In this wide-ranging set of original essays, musicologist and organist Russell Stinson investigates Johann Sebastian Bach's compositions for the organ, opening up a wealth of perspectives on the stylistic orientation and historical context of these timeless masterpieces.
With a sweeping hand, Stinson sheds light on the entire corpus of Bach's organ chorales, and considers the reception of particular pieces not only by various luminaries in the classical music world, but also those within such disparate contexts as film, literature, politics, and rock music. Stinson's investigations include a revealing focus on a previously unpublished fugue by Bach pupil J. G. Schübler, unexplored techniques found in over twenty of Bach's chorale preludes, and the diverse ways in which Bach's organ works have been received from the composer's own lifetime to the present day.
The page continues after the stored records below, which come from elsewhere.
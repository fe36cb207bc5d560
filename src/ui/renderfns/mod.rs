pub mod footer;
pub mod header;
pub mod utils;

pub use footer::draw_footer;
pub use header::draw_header;
pub use utils::{centered_rect, truncate};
Individual essays are also devoted to Felix Mendelssohn as a performer; to Robert Schumann as an editor and critic; to César Franck as a performer, pedagogue, and composer; and to Edward Elgar as a performer, critic, and transcriber.
Rich in archival data and filled with fascinating anecdotes, J. S. Bach at His Royal Instrument is entirely up-to-date, meticulously annotated and indexed, and eminently readable. This book is essential reading for anyone at all interested in Bach and "the king of instruments."